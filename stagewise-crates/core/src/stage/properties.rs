use std::any::type_name;
use std::any::TypeId;
use std::rc::Rc;

use itertools::Itertools;
use thiserror::Error;

use crate::basic_types::Payload;
use crate::containers::HashMap;

/// Errors raised when accessing a [`PropertyMap`].
#[derive(Error, Debug, Clone, PartialEq, Eq)]
pub enum PropertyError {
    #[error("property '{0}' has not been declared")]
    Undeclared(String),
    #[error("property '{name}' holds a {declared}, not a {requested}")]
    TypeMismatch {
        name: String,
        declared: &'static str,
        requested: &'static str,
    },
    /// Properties without a value and without a default, as `'name' (description)`.
    #[error("undefined properties: {}", .0.iter().join(", "))]
    Undefined(Vec<String>),
}

/// A named, typed value which configures a stage.
#[derive(Clone, Debug)]
pub struct Property {
    description: String,
    type_id: TypeId,
    type_name: &'static str,
    default: Option<Rc<dyn Payload>>,
    value: Option<Rc<dyn Payload>>,
}

impl Property {
    pub fn description(&self) -> &str {
        &self.description
    }

    /// The explicitly set value, falling back to the default.
    pub fn value(&self) -> Option<&dyn Payload> {
        self.value.as_deref().or(self.default.as_deref())
    }

    pub fn is_defined(&self) -> bool {
        self.value().is_some()
    }

    fn check_type<T: Payload>(&self, name: &str) -> Result<(), PropertyError> {
        if self.type_id == TypeId::of::<T>() {
            Ok(())
        } else {
            Err(PropertyError::TypeMismatch {
                name: name.to_owned(),
                declared: self.type_name,
                requested: type_name::<T>(),
            })
        }
    }
}

/// The properties of a single stage, in the order in which they were declared.
///
/// A stage declares its properties (see [`Stage::declare_properties`]); the values are set by
/// whoever assembles the pipeline. Every declared property needs a value or a default by the time
/// the pipeline is initialised.
///
/// [`Stage::declare_properties`]: crate::stage::Stage::declare_properties
#[derive(Clone, Debug, Default)]
pub struct PropertyMap {
    names: Vec<String>,
    properties: HashMap<String, Property>,
}

impl PropertyMap {
    /// Declare a property holding a `T` which has to be set before initialisation.
    pub fn declare<T: Payload>(&mut self, name: impl Into<String>, description: impl Into<String>) {
        self.insert::<T>(name.into(), description.into(), None);
    }

    /// Declare a property holding a `T` which falls back to `default` when it is not set.
    pub fn declare_with_default<T: Payload>(
        &mut self,
        name: impl Into<String>,
        default: T,
        description: impl Into<String>,
    ) {
        let default: Rc<dyn Payload> = Rc::new(default);
        self.insert::<T>(name.into(), description.into(), Some(default));
    }

    /// Declaring a property again replaces its description and default; the value is only kept
    /// if the type stays the same.
    fn insert<T: Payload>(
        &mut self,
        name: String,
        description: String,
        default: Option<Rc<dyn Payload>>,
    ) {
        let value = self
            .properties
            .get(&name)
            .filter(|existing| existing.type_id == TypeId::of::<T>())
            .and_then(|existing| existing.value.as_ref().map(Rc::clone));
        if !self.properties.contains_key(&name) {
            self.names.push(name.clone());
        }

        let _ = self.properties.insert(
            name,
            Property {
                description,
                type_id: TypeId::of::<T>(),
                type_name: type_name::<T>(),
                default,
                value,
            },
        );
    }

    pub fn set<T: Payload>(&mut self, name: &str, value: T) -> Result<(), PropertyError> {
        let property = self
            .properties
            .get_mut(name)
            .ok_or_else(|| PropertyError::Undeclared(name.to_owned()))?;
        property.check_type::<T>(name)?;

        let value: Rc<dyn Payload> = Rc::new(value);
        property.value = Some(value);
        Ok(())
    }

    /// Remove the value of `name`, so that it falls back to its default.
    pub fn reset(&mut self, name: &str) -> Result<(), PropertyError> {
        let property = self
            .properties
            .get_mut(name)
            .ok_or_else(|| PropertyError::Undeclared(name.to_owned()))?;

        property.value = None;
        Ok(())
    }

    /// The value of `name`; [`None`] if it has neither a value nor a default.
    pub fn get<T: Payload>(&self, name: &str) -> Result<Option<&T>, PropertyError> {
        let property = self
            .property(name)
            .ok_or_else(|| PropertyError::Undeclared(name.to_owned()))?;
        property.check_type::<T>(name)?;

        Ok(property.value().and_then(|value| value.downcast_ref::<T>()))
    }

    pub fn property(&self, name: &str) -> Option<&Property> {
        self.properties.get(name)
    }

    pub fn iter(&self) -> impl Iterator<Item = (&str, &Property)> + '_ {
        self.names.iter().filter_map(|name| {
            self.properties
                .get(name)
                .map(|property| (name.as_str(), property))
        })
    }

    pub fn len(&self) -> usize {
        self.names.len()
    }

    pub fn is_empty(&self) -> bool {
        self.names.is_empty()
    }

    /// Fails with every property which has neither a value nor a default.
    pub fn validate(&self) -> Result<(), PropertyError> {
        let undefined = self
            .iter()
            .filter(|(_, property)| !property.is_defined())
            .map(|(name, property)| format!("'{name}' ({})", property.description))
            .collect::<Vec<_>>();

        if undefined.is_empty() {
            Ok(())
        } else {
            Err(PropertyError::Undefined(undefined))
        }
    }
}

#[cfg(test)]
mod tests {
    use super::*;

    #[test]
    fn defaults_are_used_until_a_value_is_set() {
        let mut properties = PropertyMap::default();
        properties.declare_with_default("max_distance", 2.0_f64, "the longest link");

        assert_eq!(Ok(Some(&2.0)), properties.get::<f64>("max_distance"));

        properties.set("max_distance", 5.0_f64).expect("declared as f64");
        assert_eq!(Ok(Some(&5.0)), properties.get::<f64>("max_distance"));

        properties.reset("max_distance").expect("declared");
        assert_eq!(Ok(Some(&2.0)), properties.get::<f64>("max_distance"));
    }

    #[test]
    fn values_must_match_the_declared_type() {
        let mut properties = PropertyMap::default();
        properties.declare::<u32>("attempts", "how often to retry");

        let mismatch = Err(PropertyError::TypeMismatch {
            name: "attempts".to_owned(),
            declared: "u32",
            requested: "i64",
        });
        assert_eq!(mismatch, properties.set("attempts", 3_i64));
        assert_eq!(
            Err(PropertyError::Undeclared("timeout".to_owned())),
            properties.set("timeout", 3_u32)
        );
        assert_eq!(Ok(None), properties.get::<u32>("attempts"));
    }

    #[test]
    fn validation_lists_every_undefined_property_in_declaration_order() {
        let mut properties = PropertyMap::default();
        properties.declare::<String>("group", "the group to plan for");
        properties.declare_with_default("step", 1_i64, "the step size");
        properties.declare::<f64>("timeout", "seconds per computation");

        let error = properties.validate().expect_err("two properties are undefined");

        assert_eq!(
            "undefined properties: 'group' (the group to plan for), 'timeout' (seconds per \
             computation)",
            error.to_string()
        );

        properties
            .set("group", "arm".to_owned())
            .expect("declared as String");
        properties.set("timeout", 0.5_f64).expect("declared as f64");
        assert_eq!(Ok(()), properties.validate());
    }

    #[test]
    fn redeclaring_keeps_a_value_of_the_same_type() {
        let mut properties = PropertyMap::default();
        properties.declare::<u32>("attempts", "how often to retry");
        properties.set("attempts", 4_u32).expect("declared as u32");

        properties.declare::<u32>("attempts", "retries per state");
        assert_eq!(Ok(Some(&4)), properties.get::<u32>("attempts"));
        assert_eq!(
            Some("retries per state"),
            properties.property("attempts").map(Property::description)
        );

        properties.declare::<f64>("attempts", "retries per state");
        assert_eq!(Ok(None), properties.get::<f64>("attempts"));
        assert_eq!(1, properties.len());
    }
}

————————

The task. Please go through the data and copy each line containing the word "holding".

Answer below.
    /// Declare a property holding a `T` which has to be set before initialisation.
    /// Declare a property holding a `T` which falls back to `default` when it is not set.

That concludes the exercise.